Problem statement
Which of the lines below holds the string "LogLevel"? Copy every line that does.

Entries shown

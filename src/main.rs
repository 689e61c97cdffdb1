// src/main.rs

use cloudstep::{cli, logging, run};

#[tokio::main]
async fn main() {
    if let Err(err) = run_main().await {
        eprintln!("cloudstep error: {err:?}");
        std::process::exit(1);
    }
}

async fn run_main() -> anyhow::Result<()> {
    let args = cli::parse();
    logging::init_logging(args.log_level)?;
    run(args).await
}
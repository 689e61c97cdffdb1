// src/logging.rs

//! Logging setup for `cloudstep` using `tracing` + `tracing-subscriber`.
//!
//! Priority for determining the log level:
//! 1. `--log-level` CLI flag (if provided)
//! 2. `CLOUDSTEP_LOG` environment variable (a level such as "debug", or a
//!    full filter such as "cloudstep::exec=debug,info")
//! 3. default to `info`
//!
//! Logs are sent to STDERR so that stdout carries only the apply report and
//! the stack outputs.

use anyhow::Result;
use tracing_subscriber::EnvFilter;
use tracing_subscriber::fmt;

use crate::cli::LogLevel;

pub const LOG_ENV_VAR: &str = "CLOUDSTEP_LOG";

/// Initialise the global logging subscriber. Call once at startup.
pub fn init_logging(cli_level: Option<LogLevel>) -> Result<()> {
    let filter = build_filter(cli_level, std::env::var(LOG_ENV_VAR).ok().as_deref());

    fmt()
        .with_env_filter(filter)
        .with_target(true)
        .with_thread_ids(false)
        .with_thread_names(false)
        .with_writer(std::io::stderr)
        .try_init()
        .map_err(|e| anyhow::anyhow!("failed to install log subscriber: {e}"))?;

    Ok(())
}

fn build_filter(cli_level: Option<LogLevel>, env_value: Option<&str>) -> EnvFilter {
    if let Some(lvl) = cli_level {
        return EnvFilter::new(level_from_log_level(lvl).as_str());
    }
    env_value
        .map(str::trim)
        .filter(|s| !s.is_empty())
        .and_then(|s| EnvFilter::try_new(s).ok())
        .unwrap_or_else(|| EnvFilter::new(tracing::Level::INFO.as_str()))
}

fn level_from_log_level(lvl: LogLevel) -> tracing::Level {
    match lvl {
        LogLevel::Error => tracing::Level::ERROR,
        LogLevel::Warn => tracing::Level::WARN,
        LogLevel::Info => tracing::Level::INFO,
        LogLevel::Debug => tracing::Level::DEBUG,
        LogLevel::Trace => tracing::Level::TRACE,
    }
}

Answer section
use crate::cli::LogLevel;
pub fn init_logging(cli_level: Option<LogLevel>) -> Result<()> {
fn build_filter(cli_level: Option<LogLevel>, env_value: Option<&str>) -> EnvFilter {
fn level_from_log_level(lvl: LogLevel) -> tracing::Level {
        LogLevel::Error => tracing::Level::ERROR,
        LogLevel::Warn => tracing::Level::WARN,
        LogLevel::Info => tracing::Level::INFO,
        LogLevel::Debug => tracing::Level::DEBUG,
        LogLevel::Trace => tracing::Level::TRACE,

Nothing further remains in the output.